Bocah-bocah berusia empat sampai delapan tahun tidak tahu kekesalan Sengon Muda. Mereka asyik melubangi tanah, membuat gundukan serupa gunung atau mencampur tanah dengan air.

“Banyu, Bening! Ayo pulang dulu!” Suara seorang perempuan terdengar. Sosoknya kemudian muncul di tanah lapang, berkerudung dengan helai rambut yang sedikit terlihat. Bulik Welas, begitu anak-anak biasa memanggil.

Ia kemudian menghampiri dua anak berbaju kusut. “Mandi dulu, nanti main lagi.” Perkataan perempuan itu tidak langsung diiyakan kedua bocah.
Setelah bujukan dan hitungan entah sampai angka keberapa, akhirnya dua anak itu pun pulang.

Sengon Muda melihat semua yang terjadi dengan tatapan sedih. “Ah, bahagianya memiliki orangtua yang peduli, juga teman-teman yang bisa diajak bicara, bermain bersama,” kata pohon kayu itu.

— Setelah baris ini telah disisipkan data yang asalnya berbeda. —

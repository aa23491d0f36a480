use std::{sync::Arc, time::Duration};

use anyhow::Result;
use async_trait::async_trait;
use tokio::sync::{mpsc, watch, Mutex};
use tokio::task::JoinSet;
use tracing::{debug, info, warn};

use crate::interaction::Interaction;
use crate::responder::{Session, TransportError};
use crate::router::{InteractionRouter, RouteOutcome};

pub const DEFAULT_SHUTDOWN_GRACE: Duration = Duration::from_secs(10);

#[derive(Clone, Debug, PartialEq, Eq)]
pub struct ReconnectPolicy {
    pub max_retries: u32,
    pub base_delay_ms: u64,
    pub max_delay_ms: u64,
}

impl Default for ReconnectPolicy {
    fn default() -> Self {
        Self { max_retries: 5, base_delay_ms: 250, max_delay_ms: 5_000 }
    }
}

impl ReconnectPolicy {
    fn backoff(&self, attempt: u32) -> Duration {
        let exponent = attempt.min(16);
        let multiplier = 1_u64 << exponent;
        let delay_ms = self.base_delay_ms.saturating_mul(multiplier).min(self.max_delay_ms);
        Duration::from_millis(delay_ms)
    }
}

/// Inbound side of the chat connection. `next_interaction` yields `None` once the stream
/// has closed cleanly.
#[async_trait]
pub trait GatewayTransport: Send + Sync {
    async fn connect(&self) -> Result<(), TransportError>;
    async fn next_interaction(&self) -> Result<Option<Interaction>, TransportError>;
    async fn disconnect(&self) -> Result<(), TransportError>;
}

/// Feeds interactions pushed through an in-process sender; closes when every sender drops.
pub struct ChannelTransport {
    receiver: Mutex<mpsc::Receiver<Interaction>>,
}

impl ChannelTransport {
    pub fn new(capacity: usize) -> (Self, mpsc::Sender<Interaction>) {
        let (sender, receiver) = mpsc::channel(capacity);
        (Self { receiver: Mutex::new(receiver) }, sender)
    }
}

#[async_trait]
impl GatewayTransport for ChannelTransport {
    async fn connect(&self) -> Result<(), TransportError> {
        Ok(())
    }

    async fn next_interaction(&self) -> Result<Option<Interaction>, TransportError> {
        Ok(self.receiver.lock().await.recv().await)
    }

    async fn disconnect(&self) -> Result<(), TransportError> {
        Ok(())
    }
}

enum PumpEnd {
    StreamClosed,
    Shutdown,
}

/// Pulls interactions off the transport and routes each on its own task, so a handler
/// waiting on a flow never blocks the click that would resolve it.
pub struct GatewayRunner {
    transport: Arc<dyn GatewayTransport>,
    router: Arc<InteractionRouter>,
    session: Session,
    reconnect_policy: ReconnectPolicy,
    shutdown_grace: Duration,
}

impl GatewayRunner {
    pub fn new(
        transport: Arc<dyn GatewayTransport>,
        router: Arc<InteractionRouter>,
        session: Session,
        reconnect_policy: ReconnectPolicy,
    ) -> Self {
        Self { transport, router, session, reconnect_policy, shutdown_grace: DEFAULT_SHUTDOWN_GRACE }
    }

    pub fn with_shutdown_grace(mut self, grace: Duration) -> Self {
        self.shutdown_grace = grace;
        self
    }

    /// Runs until the stream closes, `shutdown` flips to true, or retries are exhausted.
    /// In-flight handlers get the shutdown grace period to finish.
    pub async fn start(&self, mut shutdown: watch::Receiver<bool>) -> Result<()> {
        let mut in_flight = JoinSet::new();

        for attempt in 0..=self.reconnect_policy.max_retries {
            match self.connect_and_pump(attempt, &mut in_flight, &mut shutdown).await {
                Ok(PumpEnd::Shutdown) => break,
                Ok(PumpEnd::StreamClosed) => {
                    info!(event_name = "chat.gateway.closed", "chat gateway stream ended");
                    break;
                }
                Err(transport_error) => {
                    warn!(
                        event_name = "chat.gateway.transport_failed",
                        attempt,
                        max_retries = self.reconnect_policy.max_retries,
                        error = %transport_error,
                        "chat gateway transport failed"
                    );

                    if attempt >= self.reconnect_policy.max_retries {
                        warn!(
                            max_retries = self.reconnect_policy.max_retries,
                            "chat gateway retries exhausted; continuing process without crash"
                        );
                        break;
                    }

                    let delay = self.reconnect_policy.backoff(attempt);
                    if !delay.is_zero() {
                        tokio::time::sleep(delay).await;
                    }
                }
            }
        }

        self.drain(in_flight).await;
        Ok(())
    }

    async fn connect_and_pump(
        &self,
        attempt: u32,
        in_flight: &mut JoinSet<RouteOutcome>,
        shutdown: &mut watch::Receiver<bool>,
    ) -> Result<PumpEnd, TransportError> {
        info!(attempt, "opening chat gateway connection");
        self.transport.connect().await?;
        info!(attempt, "chat gateway connected");

        loop {
            while in_flight.try_join_next().is_some() {}

            if *shutdown.borrow() {
                info!(event_name = "chat.gateway.shutdown", "shutdown requested; closing gateway");
                self.transport.disconnect().await?;
                return Ok(PumpEnd::Shutdown);
            }

            let next = tokio::select! {
                changed = shutdown.changed() => {
                    if changed.is_err() {
                        // Sender dropped; treat it like a shutdown request.
                        self.transport.disconnect().await?;
                        return Ok(PumpEnd::Shutdown);
                    }
                    continue;
                }
                next = self.transport.next_interaction() => next?,
            };

            let Some(interaction) = next else {
                info!(attempt, "chat gateway stream closed");
                self.transport.disconnect().await?;
                return Ok(PumpEnd::StreamClosed);
            };

            debug!(
                event_name = "chat.gateway.interaction_received",
                interaction_id = %interaction.reply_token.interaction_id,
                interaction_kind = interaction.kind.as_str(),
                identifier = %interaction.identifier,
                channel_id = %interaction.channel_id,
                "received interaction"
            );

            let router = self.router.clone();
            let session = self.session.clone();
            in_flight.spawn(async move { router.route(session, interaction).await });
        }
    }

    async fn drain(&self, mut in_flight: JoinSet<RouteOutcome>) {
        if in_flight.is_empty() {
            return;
        }
        info!(pending = in_flight.len(), "waiting for in-flight interactions");

        let drained = tokio::time::timeout(self.shutdown_grace, async {
            while let Some(joined) = in_flight.join_next().await {
                if let Err(join_error) = joined {
                    warn!(error = %join_error, "interaction task ended abnormally");
                }
            }
        })
        .await;

        if drained.is_err() {
            warn!(
                pending = in_flight.len(),
                grace_ms = self.shutdown_grace.as_millis() as u64,
                "shutdown grace elapsed; aborting remaining interactions"
            );
            in_flight.abort_all();
        }
    }
}
//! Time-based one-time passwords for the dashboard second factor.
//!
//! Codes follow RFC 6238 with a 30 second step and six digits, keyed with HMAC-SHA256.
//! Secrets are exchanged as unpadded RFC 4648 base32 so authenticator apps can import
//! them from an `otpauth://` link.

use chrono::{DateTime, Utc};
use hmac::{Hmac, Mac};
use rand::RngCore;
use sha2::Sha256;
use thiserror::Error;

type HmacSha256 = Hmac<Sha256>;

pub const STEP_SECONDS: i64 = 30;
pub const DIGITS: u32 = 6;
const SECRET_BYTES: usize = 20;
const BASE32_ALPHABET: &[u8; 32] = b"ABCDEFGHIJKLMNOPQRSTUVWXYZ234567";

#[derive(Debug, Error, PartialEq, Eq)]
pub enum TotpError {
    #[error("secret is not valid base32")]
    InvalidSecret,
    #[error("code must be {DIGITS} digits")]
    InvalidCode,
}

pub fn generate_secret() -> String {
    let mut bytes = [0_u8; SECRET_BYTES];
    rand::thread_rng().fill_bytes(&mut bytes);
    base32_encode(&bytes)
}

pub fn code_at(secret: &str, at: DateTime<Utc>) -> Result<String, TotpError> {
    let key = base32_decode(secret)?;
    Ok(code_for_counter(&key, at.timestamp().div_euclid(STEP_SECONDS)))
}

/// Accepts the code for the current step and one step either side of it.
pub fn verify(secret: &str, code: &str, at: DateTime<Utc>) -> Result<bool, TotpError> {
    let code = code.trim();
    if code.len() != DIGITS as usize || !code.bytes().all(|byte| byte.is_ascii_digit()) {
        return Err(TotpError::InvalidCode);
    }
    let key = base32_decode(secret)?;
    let counter = at.timestamp().div_euclid(STEP_SECONDS);
    Ok((counter - 1..=counter + 1).any(|step| code_for_counter(&key, step) == code))
}

pub fn provisioning_uri(secret: &str, account: &str, issuer: &str) -> String {
    let encode = |value: &str| url::form_urlencoded::byte_serialize(value.as_bytes()).collect::<String>();
    format!(
        "otpauth://totp/{issuer_label}:{account_label}?secret={secret}&issuer={issuer_label}&algorithm=SHA256&digits={DIGITS}&period={STEP_SECONDS}",
        issuer_label = encode(issuer),
        account_label = encode(account),
    )
}

fn code_for_counter(key: &[u8], counter: i64) -> String {
    let Ok(mut mac) = HmacSha256::new_from_slice(key) else {
        return String::new();
    };
    mac.update(&counter.to_be_bytes());
    let digest = mac.finalize().into_bytes();

    let offset = usize::from(digest[digest.len() - 1] & 0x0f);
    let binary = u32::from_be_bytes([
        digest[offset] & 0x7f,
        digest[offset + 1],
        digest[offset + 2],
        digest[offset + 3],
    ]);
    format!("{:0width$}", binary % 10_u32.pow(DIGITS), width = DIGITS as usize)
}

pub fn base32_encode(bytes: &[u8]) -> String {
    let mut output = String::with_capacity(bytes.len().div_ceil(5) * 8);
    let mut buffer: u32 = 0;
    let mut bits = 0;
    for byte in bytes {
        buffer = (buffer << 8) | u32::from(*byte);
        bits += 8;
        while bits >= 5 {
            bits -= 5;
            output.push(char::from(BASE32_ALPHABET[((buffer >> bits) & 0x1f) as usize]));
        }
    }
    if bits > 0 {
        output.push(char::from(BASE32_ALPHABET[((buffer << (5 - bits)) & 0x1f) as usize]));
    }
    output
}

pub fn base32_decode(input: &str) -> Result<Vec<u8>, TotpError> {
    let mut output = Vec::with_capacity(input.len() * 5 / 8);
    let mut buffer: u32 = 0;
    let mut bits = 0;
    for character in input.trim().trim_end_matches('=').chars() {
        if character == ' ' || character == '-' {
            continue;
        }
        let value = BASE32_ALPHABET
            .iter()
            .position(|candidate| char::from(*candidate) == character.to_ascii_uppercase())
            .ok_or(TotpError::InvalidSecret)?;
        buffer = (buffer << 5) | value as u32;
        bits += 5;
        if bits >= 8 {
            bits -= 8;
            output.push(((buffer >> bits) & 0xff) as u8);
        }
    }
    if output.is_empty() {
        return Err(TotpError::InvalidSecret);
    }
    Ok(output)
}

#[cfg(test)]
mod tests {
    use chrono::{Duration, TimeZone, Utc};

    use super::{base32_decode, base32_encode, code_at, generate_secret, provisioning_uri, verify};

    #[test]
    fn base32_matches_rfc4648_vectors() {
        assert_eq!(base32_encode(b"foobar"), "MZXW6YTBOI");
        assert_eq!(base32_decode("MZXW6YTBOI======").expect("decode"), b"foobar");
        assert!(base32_decode("not base32!").is_err());
    }

    #[test]
    fn rfc6238_sha256_reference_code() {
        // 32-byte ASCII seed from the RFC appendix, truncated to six digits.
        let secret = base32_encode(b"12345678901234567890123456789012");
        let at = Utc.timestamp_opt(59, 0).single().expect("valid");

        assert_eq!(code_at(&secret, at).expect("code"), "119246");
    }

    #[test]
    fn verification_tolerates_one_step_of_drift() {
        let secret = base32_encode(b"12345678901234567890");
        let now = Utc.with_ymd_and_hms(2025, 3, 1, 9, 0, 10).single().expect("valid");
        let previous = code_at(&secret, now - Duration::seconds(30)).expect("code");
        let stale = code_at(&secret, now - Duration::seconds(90)).expect("code");

        assert!(verify(&secret, &previous, now).expect("verify"));
        assert!(!verify(&secret, &stale, now).expect("verify"));
        assert!(verify(&secret, "12ab56", now).is_err());
    }

    #[test]
    fn generated_secrets_decode_to_twenty_bytes() {
        assert_eq!(base32_decode(&generate_secret()).expect("decode").len(), 20);
    }

    #[test]
    fn provisioning_uri_escapes_labels() {
        let uri = provisioning_uri("ABC", "ann smith", "Teamdesk");

        assert!(uri.starts_with("otpauth://totp/Teamdesk:ann+smith?secret=ABC"));
        assert!(uri.contains("period=30"));
    }
}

Sukun langsung berkomentar. “Berteman denganmu, Sengon?! Siapa yang mau berteman dengan tukang omel dan pengeluh nomor satu?!”

Mangga Golek menengahi. “Sudahlah, sudah. Bisakah kalian berhenti berisik? Kedamaian pagi ini terganggu gara-gara pertengkaran kalian.” Tidak seperti biasanya, nada bicara sesepuh tanah lapang itu terdengar lemah.

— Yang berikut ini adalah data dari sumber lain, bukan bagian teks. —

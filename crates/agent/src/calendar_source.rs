//! Fetches iCalendar feeds and reads the subset of VEVENT data the importer stores.
//!
//! Recurrence rules are not expanded; only the master occurrence of each series is kept,
//! and override instances (`RECURRENCE-ID`) are skipped.

use std::time::Duration;

use async_trait::async_trait;
use chrono::{DateTime, NaiveDate, NaiveDateTime, Utc};
use reqwest::Client;
use sha2::{Digest, Sha256};
use thiserror::Error;
use tracing::{debug, warn};

use teamdesk_core::{Event, EventId, ExternalCalendar, ExternalCalendarId, Timezone};

#[derive(Debug, Error, Clone, PartialEq, Eq)]
pub enum CalendarSourceError {
    #[error("failed to fetch calendar: {0}")]
    Fetch(String),
    #[error("calendar server returned {0}")]
    Status(u16),
    #[error("not an iCalendar document")]
    NotCalendar,
    #[error("event `{uid}` has an unreadable {property}: `{value}`")]
    InvalidDate { uid: String, property: &'static str, value: String },
}

#[derive(Clone, Debug, PartialEq, Eq)]
pub struct SourceEvent {
    pub uid: String,
    pub summary: String,
    pub description: String,
    pub location: String,
    pub url: String,
    pub organizer: String,
    pub start: DateTime<Utc>,
    pub end: DateTime<Utc>,
    pub whole_day: bool,
    pub attendees: Vec<String>,
}

#[derive(Clone, Debug, PartialEq, Eq)]
pub struct FetchedCalendar {
    pub prod_id: String,
    pub name: Option<String>,
    pub description: String,
    /// Hex SHA-256 of the raw document.
    pub hash: String,
    pub events: Vec<SourceEvent>,
}

impl FetchedCalendar {
    pub fn set_name(&mut self, name: impl Into<String>) {
        let name = name.into();
        let trimmed = name.trim();
        self.name = (!trimmed.is_empty()).then(|| trimmed.to_owned());
    }

    /// Builds the rows to persist. Events are owned by the new calendar, not the channel.
    pub fn into_records(
        self,
        url: &str,
        channel_id: &str,
        now: DateTime<Utc>,
    ) -> (ExternalCalendar, Vec<Event>) {
        let calendar_id = ExternalCalendarId(uuid::Uuid::new_v4().to_string());
        let events = self
            .events
            .into_iter()
            .map(|source| Event {
                id: EventId::generate(),
                summary: source.summary,
                description: source.description,
                location: source.location,
                url: source.url,
                organizer: source.organizer,
                start: source.start,
                end: source.end,
                is_whole_day: source.whole_day,
                calendar_id: calendar_id.0.clone(),
                channel_id: channel_id.to_owned(),
                attendees: source.attendees,
                notification_sent: false,
                created_at: now,
                updated_at: now,
            })
            .collect();
        let calendar = ExternalCalendar {
            id: calendar_id,
            prod_id: self.prod_id,
            name: self.name.unwrap_or_default(),
            description: self.description,
            url: url.to_owned(),
            hash: self.hash,
            channel_id: channel_id.to_owned(),
        };
        (calendar, events)
    }
}

#[async_trait]
pub trait CalendarSource: Send + Sync {
    async fn fetch(&self, url: &str) -> Result<FetchedCalendar, CalendarSourceError>;
}

pub struct HttpCalendarSource {
    client: Client,
    timezone: Timezone,
}

impl HttpCalendarSource {
    pub fn new(timeout: Duration, timezone: Timezone) -> Result<Self, CalendarSourceError> {
        let client = Client::builder()
            .timeout(timeout)
            .build()
            .map_err(|error| CalendarSourceError::Fetch(error.to_string()))?;
        Ok(Self { client, timezone })
    }
}

#[async_trait]
impl CalendarSource for HttpCalendarSource {
    async fn fetch(&self, url: &str) -> Result<FetchedCalendar, CalendarSourceError> {
        let response = self
            .client
            .get(url)
            .send()
            .await
            .map_err(|error| CalendarSourceError::Fetch(error.to_string()))?;
        let status = response.status();
        if !status.is_success() {
            warn!(event_name = "agent.calendar.fetch_failed", status = %status, "calendar fetch rejected");
            return Err(CalendarSourceError::Status(status.as_u16()));
        }
        let body = response.text().await.map_err(|error| CalendarSourceError::Fetch(error.to_string()))?;
        let calendar = parse_calendar(&body, self.timezone)?;
        debug!(
            event_name = "agent.calendar.fetched",
            events = calendar.events.len(),
            hash = %calendar.hash,
            "calendar fetched"
        );
        Ok(calendar)
    }
}

struct Property {
    name: String,
    params: Vec<(String, String)>,
    value: String,
}

impl Property {
    fn param(&self, name: &str) -> Option<&str> {
        self.params.iter().find(|(key, _)| key.eq_ignore_ascii_case(name)).map(|(_, value)| value.as_str())
    }
}

#[derive(Default)]
struct PendingEvent {
    uid: String,
    summary: String,
    description: String,
    location: String,
    url: String,
    organizer: String,
    start: Option<Property>,
    end: Option<Property>,
    attendees: Vec<String>,
    is_override: bool,
}

/// Floating times (no `Z`, no `TZID` we understand) are read in `timezone`.
pub fn parse_calendar(body: &str, timezone: Timezone) -> Result<FetchedCalendar, CalendarSourceError> {
    let lines = unfold(body);
    if !lines.iter().any(|line| line.eq_ignore_ascii_case("BEGIN:VCALENDAR")) {
        return Err(CalendarSourceError::NotCalendar);
    }

    let mut calendar = FetchedCalendar {
        prod_id: String::new(),
        name: None,
        description: String::new(),
        hash: content_hash(body),
        events: Vec::new(),
    };
    let mut depth: Vec<String> = Vec::new();
    let mut pending: Option<PendingEvent> = None;

    for line in &lines {
        let Some(property) = parse_line(line) else { continue };
        match property.name.as_str() {
            "BEGIN" => {
                let component = property.value.to_ascii_uppercase();
                if component == "VEVENT" && depth.last().map(String::as_str) == Some("VCALENDAR") {
                    pending = Some(PendingEvent::default());
                }
                depth.push(component);
                continue;
            }
            "END" => {
                let component = property.value.to_ascii_uppercase();
                depth.pop();
                if component == "VEVENT" {
                    if let Some(event) = pending.take() {
                        if let Some(event) = finish_event(event, timezone)? {
                            calendar.events.push(event);
                        }
                    }
                }
                continue;
            }
            _ => {}
        }

        match (depth.last().map(String::as_str), pending.as_mut()) {
            (Some("VEVENT"), Some(event)) => read_event_property(event, property),
            (Some("VCALENDAR"), _) => match property.name.clone().as_str() {
                "PRODID" => calendar.prod_id = property.value,
                "X-WR-CALNAME" => calendar.set_name(unescape(&property.value)),
                "X-WR-CALDESC" => calendar.description = unescape(&property.value),
                _ => {}
            },
            _ => {}
        }
    }

    Ok(calendar)
}

fn read_event_property(event: &mut PendingEvent, mut property: Property) {
    let name = std::mem::take(&mut property.name);
    match name.as_str() {
        "UID" => event.uid = property.value,
        "SUMMARY" => event.summary = unescape(&property.value),
        "DESCRIPTION" => event.description = unescape(&property.value),
        "LOCATION" => event.location = unescape(&property.value),
        "URL" => event.url = property.value,
        "ORGANIZER" => event.organizer = strip_mailto(&property.value),
        "ATTENDEE" => event.attendees.push(strip_mailto(&property.value)),
        "RECURRENCE-ID" => event.is_override = true,
        "DTSTART" => event.start = Some(property),
        "DTEND" => event.end = Some(property),
        _ => {}
    }
}

fn finish_event(event: PendingEvent, timezone: Timezone) -> Result<Option<SourceEvent>, CalendarSourceError> {
    if event.is_override {
        return Ok(None);
    }
    let Some(start_property) = event.start.as_ref() else {
        return Ok(None);
    };

    let (start, whole_day) = read_date(start_property, timezone)
        .ok_or_else(|| invalid_date(&event.uid, "DTSTART", start_property))?;
    let end = match event.end.as_ref() {
        Some(end_property) => {
            read_date(end_property, timezone).ok_or_else(|| invalid_date(&event.uid, "DTEND", end_property))?.0
        }
        None if whole_day => start + chrono::Duration::days(1),
        None => start + chrono::Duration::hours(1),
    };

    Ok(Some(SourceEvent {
        uid: event.uid,
        summary: event.summary,
        description: event.description,
        location: event.location,
        url: event.url,
        organizer: event.organizer,
        start,
        end,
        whole_day,
        attendees: event.attendees,
    }))
}

fn invalid_date(uid: &str, property: &'static str, raw: &Property) -> CalendarSourceError {
    CalendarSourceError::InvalidDate { uid: uid.to_owned(), property, value: raw.value.clone() }
}

fn read_date(property: &Property, timezone: Timezone) -> Option<(DateTime<Utc>, bool)> {
    let value = property.value.trim();
    if property.param("VALUE").is_some_and(|kind| kind.eq_ignore_ascii_case("DATE")) || value.len() == 8 {
        let date = NaiveDate::parse_from_str(value, "%Y%m%d").ok()?;
        let midnight = date.and_hms_opt(0, 0, 0)?;
        return Some((timezone.from_local(midnight)?, true));
    }
    if let Some(utc) = value.strip_suffix('Z') {
        let naive = NaiveDateTime::parse_from_str(utc, "%Y%m%dT%H%M%S").ok()?;
        return Some((naive.and_utc(), false));
    }
    let naive = NaiveDateTime::parse_from_str(value, "%Y%m%dT%H%M%S").ok()?;
    Some((timezone.from_local(naive)?, false))
}

/// Joins folded continuation lines (RFC 5545 §3.1).
fn unfold(body: &str) -> Vec<String> {
    let mut lines: Vec<String> = Vec::new();
    for raw in body.split('\n') {
        let raw = raw.strip_suffix('\r').unwrap_or(raw);
        match (raw.strip_prefix(' ').or_else(|| raw.strip_prefix('\t')), lines.last_mut()) {
            (Some(continuation), Some(last)) => last.push_str(continuation),
            _ if raw.is_empty() => {}
            _ => lines.push(raw.to_owned()),
        }
    }
    lines
}

fn parse_line(line: &str) -> Option<Property> {
    let (head, value) = line.split_once(':')?;
    let mut parts = head.split(';');
    let name = parts.next()?.trim().to_ascii_uppercase();
    let params = parts
        .filter_map(|param| param.split_once('='))
        .map(|(key, value)| (key.trim().to_owned(), value.trim_matches('"').to_owned()))
        .collect();
    Some(Property { name, params, value: value.to_owned() })
}

fn unescape(value: &str) -> String {
    let mut output = String::with_capacity(value.len());
    let mut chars = value.chars();
    while let Some(ch) = chars.next() {
        if ch != '\\' {
            output.push(ch);
            continue;
        }
        match chars.next() {
            Some('n' | 'N') => output.push('\n'),
            Some(other) => output.push(other),
            None => output.push('\\'),
        }
    }
    output
}

fn strip_mailto(value: &str) -> String {
    let trimmed = value.trim();
    trimmed
        .get(..7)
        .filter(|prefix| prefix.eq_ignore_ascii_case("mailto:"))
        .map_or(trimmed, |_| &trimmed[7..])
        .to_owned()
}

pub fn content_hash(body: &str) -> String {
    Sha256::digest(body.as_bytes()).iter().map(|byte| format!("{byte:02x}")).collect()
}

#[cfg(test)]
mod tests {
    use chrono::{TimeZone, Utc};

    use teamdesk_core::Timezone;

    use super::{content_hash, parse_calendar, unfold, CalendarSourceError};

    const FEED: &str = "BEGIN:VCALENDAR\r\n\
VERSION:2.0\r\n\
PRODID:-//Example Corp//Calendar//EN\r\n\
X-WR-CALNAME:Team Holidays\r\n\
BEGIN:VEVENT\r\n\
UID:evt-1\r\n\
SUMMARY:Planning\\, Q1\r\n\
DESCRIPTION:Agenda:\\n- goals\r\n\
\x20 and metrics\r\n\
DTSTART:20250110T100000Z\r\n\
DTEND:20250110T110000Z\r\n\
ORGANIZER:mailto:lead@example.com\r\n\
ATTENDEE;CN=Ann:mailto:ann@example.com\r\n\
BEGIN:VALARM\r\n\
TRIGGER:-PT15M\r\n\
END:VALARM\r\n\
END:VEVENT\r\n\
BEGIN:VEVENT\r\n\
UID:evt-2\r\n\
SUMMARY:Offsite\r\n\
DTSTART;VALUE=DATE:20250120\r\n\
END:VEVENT\r\n\
BEGIN:VEVENT\r\n\
UID:evt-1\r\n\
RECURRENCE-ID:20250117T100000Z\r\n\
SUMMARY:Moved planning\r\n\
DTSTART:20250117T120000Z\r\n\
END:VEVENT\r\n\
END:VCALENDAR\r\n";

    #[test]
    fn reads_calendar_metadata_and_master_events() {
        let calendar = parse_calendar(FEED, Timezone::Utc).expect("parse");

        assert_eq!(calendar.prod_id, "-//Example Corp//Calendar//EN");
        assert_eq!(calendar.name.as_deref(), Some("Team Holidays"));
        assert_eq!(calendar.events.len(), 2);

        let planning = &calendar.events[0];
        assert_eq!(planning.summary, "Planning, Q1");
        assert_eq!(planning.description, "Agenda:\n- goals and metrics");
        assert_eq!(planning.start, Utc.with_ymd_and_hms(2025, 1, 10, 10, 0, 0).unwrap());
        assert_eq!(planning.organizer, "lead@example.com");
        assert_eq!(planning.attendees, vec!["ann@example.com"]);
    }

    #[test]
    fn whole_day_events_default_to_one_day() {
        let calendar = parse_calendar(FEED, Timezone::Utc).expect("parse");
        let offsite = &calendar.events[1];

        assert!(offsite.whole_day);
        assert_eq!(offsite.end - offsite.start, chrono::Duration::days(1));
    }

    #[test]
    fn calendars_without_a_name_report_none() {
        let feed = "BEGIN:VCALENDAR\nPRODID:x\nEND:VCALENDAR\n";
        let mut calendar = parse_calendar(feed, Timezone::Utc).expect("parse");
        assert!(calendar.name.is_none());

        calendar.set_name("  Imported  ");
        assert_eq!(calendar.name.as_deref(), Some("Imported"));
    }

    #[test]
    fn rejects_non_calendar_documents() {
        assert_eq!(parse_calendar("<html></html>", Timezone::Utc), Err(CalendarSourceError::NotCalendar));
    }

    #[test]
    fn unreadable_dates_name_the_event() {
        let feed = "BEGIN:VCALENDAR\nBEGIN:VEVENT\nUID:bad\nDTSTART:tomorrow\nEND:VEVENT\nEND:VCALENDAR\n";
        assert!(matches!(
            parse_calendar(feed, Timezone::Utc),
            Err(CalendarSourceError::InvalidDate { property: "DTSTART", .. })
        ));
    }

    #[test]
    fn records_belong_to_the_new_calendar() {
        let calendar = parse_calendar(FEED, Timezone::Utc).expect("parse");
        let now = Utc.with_ymd_and_hms(2025, 1, 1, 0, 0, 0).unwrap();

        let (external, events) = calendar.into_records("https://example.com/h.ics", "C1", now);

        assert_eq!(external.name, "Team Holidays");
        assert!(events.iter().all(|event| event.calendar_id == external.id.0 && event.is_external()));
    }

    #[test]
    fn unfold_joins_continuations() {
        assert_eq!(unfold("A:1\r\n 2\r\nB:3"), vec!["A:12", "B:3"]);
        assert_eq!(content_hash("x").len(), 64);
    }
}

Sengon Muda dan Sukun berpandangan penuh tanda tanya kemudian dengan cepat saling membuang muka.

Sang sengon heran. “Apa yang terjadi dengan Mangga Golek?” Ditatapnya tetua tanah lapang itu. Ada beberapa benalu yang tumbuh di dua tiga dahannya. “Itukah yang membuatnya lemah?”

Sengon Muda kemudian memandang tanah lapang. Ada beberapa tanaman tahunan berikut tanaman hias yang tumbuh di pinggirnya. Warga yang menanam semuanya.

Selain Mangga Golek dan Sukun, ada pohon jambu, nangka, alpukat dan beringin. Tanaman hias seperti mawar, melati, puring, pucuk merah ditanam bersama tanaman dapur dan obat semisal sirih, pandan, cabai serta lainnya.

Sengon Muda membayangkan bila ia berteman baik dengan semua penghuni tanah lapang. Tiba-tiba sengon teringat sesuatu. Sang penjaga, sahabat tanah lapang? Siapa dia? Ia pasti tumbuh di pinggir tanah lapang sehingga bisa lebih mudah berteman dan mendapat sahabat.

Banyu, salah satu bocah berbaju kusut telah kembali ke tanah lapang. “Kalian mau ini? Gurih, lho.” Suara si bocah yang antusias memutus lamunan Sengon Muda.

Baju si anak sudah berganti kaos Batman. Ia membawa sepiring camilan yang langsung menarik minat anak-anak lain.

“Disemprot ini dulu tangannya!” Bening si kakak datang sambil membawa botol kecil hand sanitizer.

Sudah beberapa kali Sengon Muda melihatnya. Kebiasaan warga di sekitar tanah lapang, berbagi makanan kecil ke teman bermain anak-anak mereka.

“Ya, kan kami berterima kasih, Mbak. Dengan bermain bersama, Banyu Bening dapet temen, aku bisa lanjut beres-beres atau kerja di rumah.”

Itu alasan Bulik Welas ke Mbak Endut, asisten rumah tangga baru anak tetangga, teman main Banyu dan Bening.

Di lain waktu, Sengon Muda melihat si bulik terpana mendengar cerita teman Bening, Riang. “Aku dijajain Mbak Bening dua ribu,” lapornya gembira saat bermain sepeda di dekat Sengon Muda, tepat di belakang gawang sepakbola.

“Ibu tahu, Riang itu jajannya cuma hari Jumat saja, lho. Itu pun hanya seribu rupiah.” Bening bercerita ke Bulik Welas saat Riang kembali asyik bermain sepeda keliling tanah lapang.

Sengon Muda melihat, mendengar semuanya. Ia tahu, pandemi Covid-19 mengajarkan sesuatu.